Every candidate who opposes my long-term goal of Medicare for All should put forward their own plan to cover everyone, without costing the country anything more in health care spending, and while putting $11 trillion back in the pockets of the American people by eliminating premiums and virtually eliminating out-of-pocket costs. Or, if they are unwilling to do that, they should concede that they think it’s more important to protect the eye-popping profits of private insurers and drug companies and the immense fortunes of the top 1% and giant corporations, rather than provide transformative financial relief for hundreds of millions of American families.

And every candidate who opposes my long-term goal of Medicare for All should put forward their own plan to make sure every single person in America can get high-quality health care and won’t go broke – and fully explain how they intend to pay for it. Or, if they are unwilling to do that, concede that their half-measures will leave millions behind.

And make no mistake – any candidate who opposes my long-term goal of Medicare for All and refuses to answer these questions directly should concede that they have no real strategy for helping the American people address the crushing costs of health care in this country. We need plans, not slogans.

Warren says she’ll release details of how to transition to the plan here:

In the weeks ahead, I will propose a transition plan that will specifically address how I would use this time to begin providing immediate financial relief to struggling families, rein in out-of-control health care costs, increase coverage, and save lives. My transition plan will take seriously and address substantively the concerns of unions, individuals with private insurance, hospitals, people who work for private health insurers, and medical professionals who worry about what a new system will mean for them. It will also grapple directly with the entrenched political and economic interests that would spend freely, as they have throughout modern American history, to influence politicians and try to frighten the American people into rejecting a plan that would save them thousands of dollars a year on premiums and deductibles while making sure they can always see the health care providers they need with false claims and scare tactics.

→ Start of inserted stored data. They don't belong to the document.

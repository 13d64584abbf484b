use std::ops::RangeInclusive;

// Shared tuning constants and control ranges used by the core and the native frontend.

// Curve sampling
pub const CURVE_STEPS: usize = 1000; // control points = CURVE_STEPS + 1
pub const SPACED_POINT_DIVISIONS: usize = 5000; // arc-length lookup table = divisions + 1 points
pub const ARC_LENGTH_DIVISIONS: usize = 200; // samples used for t <-> arc length mapping
pub const CURVE_PREVIEW_SEGMENTS: usize = 1000; // polyline segments for the curve visual
pub const TANGENT_DELTA: f32 = 0.0001;

// Glyph geometry
pub const GLYPH_CURVE_SEGMENTS: usize = 12; // line segments per quadratic/cubic outline curve
pub const WIDTH_MARKER: char = 'I'; // appended when measuring to keep right-side bearing stable

// Animation
pub const TICKER_FIXED_STEP: f32 = 0.001; // scroll per tick = ticker_speed * step
pub const ROTATING_ARM_INDEX: usize = 2;

// Startup values
pub const DEFAULT_WORD: &str = "DIA STUDIO";
pub const DEFAULT_FONT_SIZE: f32 = 0.1;
pub const DEFAULT_WORD_REPEATS: u32 = 14;
pub const DEFAULT_TICKER_SPEED: f32 = 3.0;
pub const DEFAULT_SCALE_TARGET: f32 = 33.0;
pub const DEFAULT_SCALE_DELAY_FACTOR: f32 = 0.5;
pub const DEFAULT_POSITION_AMPLITUDE: f32 = 0.0;
pub const DEFAULT_POSITION_DELAY_FACTOR: f32 = 0.5;
pub const DEFAULT_ROTATION_Z_SPEED: f32 = 1.0; // degrees per tick
pub const DEFAULT_CAMERA_POSITION: [f32; 3] = [0.0, 0.0, 2.0];

// Canonical arm configuration: (length, rotation radians xyz, frequency)
pub const CANONICAL_ARMS: [(f32, [f32; 3], f32); 3] = [
    (0.36, [0.0, 0.0, 0.0], 1.0),
    (0.43, [1.66, 0.0, 0.0], 4.0),
    (0.19, [3.68, 1.54, 1.71], 5.0),
];

// Control panel ranges
pub const FONT_SIZE_RANGE: RangeInclusive<f32> = 0.05..=0.25;
pub const WORD_REPEATS_RANGE: RangeInclusive<u32> = 1..=20;
pub const TICKER_OFFSET_RANGE: RangeInclusive<f32> = 0.0..=50.0;
pub const TICKER_SPEED_RANGE: RangeInclusive<f32> = 0.0..=30.0;
pub const SCALE_TARGET_RANGE: RangeInclusive<f32> = 1.0..=150.0;
pub const SCALE_DELAY_RANGE: RangeInclusive<f32> = 0.0..=5.0;
pub const POSITION_AMPLITUDE_RANGE: RangeInclusive<f32> = 0.0..=0.3;
pub const POSITION_DELAY_RANGE: RangeInclusive<f32> = 0.0..=5.0;
pub const ARM_LENGTH_RANGE: RangeInclusive<f32> = 0.0..=0.5;
pub const ARM_ROTATION_DEG_RANGE: RangeInclusive<f32> = 0.0..=360.0;
pub const ARM_FREQUENCY_RANGE: RangeInclusive<f32> = 0.0..=10.0;
pub const CAMERA_POSITION_XY_RANGE: RangeInclusive<f32> = -10.0..=10.0;
pub const CAMERA_POSITION_Z_RANGE: RangeInclusive<f32> = 0.0..=20.0;
pub const CAMERA_ROTATION_RANGE: RangeInclusive<f32> =
    -std::f32::consts::PI..=std::f32::consts::PI;
pub const ROTATION_Z_SPEED_RANGE: RangeInclusive<f32> = 0.0..=10.0;

// Camera projection
pub const CAMERA_FOVY_DEGREES: f32 = 70.0;
pub const CAMERA_ZNEAR: f32 = 0.1;
pub const CAMERA_ZFAR: f32 = 100.0;

// Colors
pub const CURVE_COLOR: [f32; 4] = [1.0, 0.0, 0.0, 1.0];
pub const GLYPH_COLOR: [f32; 4] = [1.0, 1.0, 1.0, 1.0];

#[inline]
pub fn clamp_to(range: &RangeInclusive<f32>, value: f32) -> f32 {
    value.clamp(*range.start(), *range.end())
}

The Bernie Bros on Twitter are already yelling “sell-out” over the transition. I wonder how Sanders will respond? He probably won’t. IIRC, he indicated he wasn’t planning to get into the weeds, but Warren sort of had to, being the Plan Lady and all…

Anyhoo, Krugman made a great point on Twitter about Warren’s plan. It’s de-Twitterized below:

There will be endless arguments about whether her cost estimates are too low and her revenue estimates too high, but they were put together by knowledgeable people — including former top Obama officials. This is a real plan, not a trickle-down fantasy… Will the plan be debated on stage? I hope not. The issues are far too technical to settle in sound bites and one-liners. And frankly, the Dem debates have already devoted too much time to health relative to other issues…

My sense is that while Warren’s embrace of Medicare for all was a questionable political decision, she has now passed an important test: providing a plausible way it could happen without big middle-class tax hikes… Maybe we can now starting talking about things that are much more likely to happen in the near future, like child care, or where the president has a lot of discretionary power, like environmental protection.

What he said. I look forward to Warren’s transition plan and hope it explicitly acknowledges that M4A is the goal — the starting point around which to build consensus and push legislation — and that achieving it would require huge Democratic majorities, which can only be delivered by an enthusiastic and engaged electorate.

In past speeches and writings, Warren has said rooting out corruption and reducing the influence of wealthy special interests in government would be her top priority because nothing else is possible without that. She has also said that “big, structural change” of the type she’s advocating will take a movement, not an election. She’s right.